> _Exercise goal_:
Reproduce exactly, and only, the lines running from the start of the entries below to the line containing "are written once".

[Collected data]
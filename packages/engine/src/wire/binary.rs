// packages/engine/src/wire/binary.rs
//! Little-endian primitive encoding
//!
//! [`BinaryOutput`] is implemented for every buffer the engine writes into
//! (plain vectors, paged buffers and `BytesMut`), so encoders are written once
//! against the trait. [`ByteReader`] is the checked counterpart used by
//! decoders: every read that would run past the end fails with
//! `DecodingFailed` instead of panicking.

use crate::memory::PagedBuffer;
use crate::utils::errors::{EngineError, Result};
use bytes::{BufMut, BytesMut};

/// Sink for encoded primitives
pub trait BinaryOutput {
    /// Append raw bytes
    fn write_bytes(&mut self, data: &[u8]);

    /// Number of bytes written so far
    fn position(&self) -> usize;

    fn write_u8(&mut self, value: u8) {
        self.write_bytes(&[value]);
    }

    fn write_bool(&mut self, value: bool) {
        self.write_u8(value as u8);
    }

    fn write_u32(&mut self, value: u32) {
        self.write_bytes(&value.to_le_bytes());
    }

    fn write_i32(&mut self, value: i32) {
        self.write_bytes(&value.to_le_bytes());
    }

    fn write_u64(&mut self, value: u64) {
        self.write_bytes(&value.to_le_bytes());
    }

    fn write_i64(&mut self, value: i64) {
        self.write_bytes(&value.to_le_bytes());
    }

    fn write_f64(&mut self, value: f64) {
        self.write_bytes(&value.to_le_bytes());
    }

    /// Length-prefixed UTF-8 string
    fn write_str(&mut self, value: &str) {
        self.write_blob(value.as_bytes());
    }

    /// Length-prefixed byte blob
    fn write_blob(&mut self, value: &[u8]) {
        self.write_u32(value.len() as u32);
        self.write_bytes(value);
    }
}

impl BinaryOutput for Vec<u8> {
    fn write_bytes(&mut self, data: &[u8]) {
        self.extend_from_slice(data);
    }

    fn position(&self) -> usize {
        self.len()
    }
}

impl BinaryOutput for BytesMut {
    fn write_bytes(&mut self, data: &[u8]) {
        self.put_slice(data);
    }

    fn position(&self) -> usize {
        self.len()
    }
}

impl BinaryOutput for PagedBuffer {
    fn write_bytes(&mut self, data: &[u8]) {
        self.append(data);
    }

    fn position(&self) -> usize {
        self.len()
    }
}

/// Checked cursor over an encoded byte slice
#[derive(Debug, Clone)]
pub struct ByteReader<'a> {
    data: &'a [u8],
    position: usize,
}

impl<'a> ByteReader<'a> {
    pub fn new(data: &'a [u8]) -> Self {
        Self { data, position: 0 }
    }

    pub fn position(&self) -> usize {
        self.position
    }

    pub fn remaining(&self) -> usize {
        self.data.len() - self.position
    }

    pub fn is_empty(&self) -> bool {
        self.remaining() == 0
    }

    /// Borrow the next `len` bytes
    pub fn read_bytes(&mut self, len: usize) -> Result<&'a [u8]> {
        if len > self.remaining() {
            return Err(EngineError::DecodingFailed(format!(
                "Need {} bytes at position {}, only {} left",
                len,
                self.position,
                self.remaining()
            )));
        }
        let slice = &self.data[self.position..self.position + len];
        self.position += len;
        Ok(slice)
    }

    fn read_array<const N: usize>(&mut self) -> Result<[u8; N]> {
        let mut out = [0u8; N];
        out.copy_from_slice(self.read_bytes(N)?);
        Ok(out)
    }

    pub fn read_u8(&mut self) -> Result<u8> {
        Ok(self.read_array::<1>()?[0])
    }

    pub fn read_bool(&mut self) -> Result<bool> {
        match self.read_u8()? {
            0 => Ok(false),
            1 => Ok(true),
            other => Err(EngineError::DecodingFailed(format!("Invalid bool byte {}", other))),
        }
    }

    pub fn read_u32(&mut self) -> Result<u32> {
        Ok(u32::from_le_bytes(self.read_array()?))
    }

    pub fn read_i32(&mut self) -> Result<i32> {
        Ok(i32::from_le_bytes(self.read_array()?))
    }

    pub fn read_u64(&mut self) -> Result<u64> {
        Ok(u64::from_le_bytes(self.read_array()?))
    }

    pub fn read_i64(&mut self) -> Result<i64> {
        Ok(i64::from_le_bytes(self.read_array()?))
    }

    pub fn read_f64(&mut self) -> Result<f64> {
        Ok(f64::from_le_bytes(self.read_array()?))
    }

    /// Length-prefixed byte blob
    pub fn read_blob(&mut self) -> Result<&'a [u8]> {
        let len = self.read_u32()? as usize;
        self.read_bytes(len)
    }

    /// Length-prefixed UTF-8 string
    pub fn read_str(&mut self) -> Result<String> {
        let raw = self.read_blob()?;
        String::from_utf8(raw.to_vec())
            .map_err(|e| EngineError::DecodingFailed(format!("Invalid UTF-8 string: {}", e)))
    }
}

> _Exercise result_:
filename packages/engine/src/wire/binary.rs
// packages/engine/src/wire/binary.rs
//! Little-endian primitive encoding
//!
//! [`BinaryOutput`] is implemented for every buffer the engine writes into
//! (plain vectors, paged buffers and `BytesMut`), so encoders are written once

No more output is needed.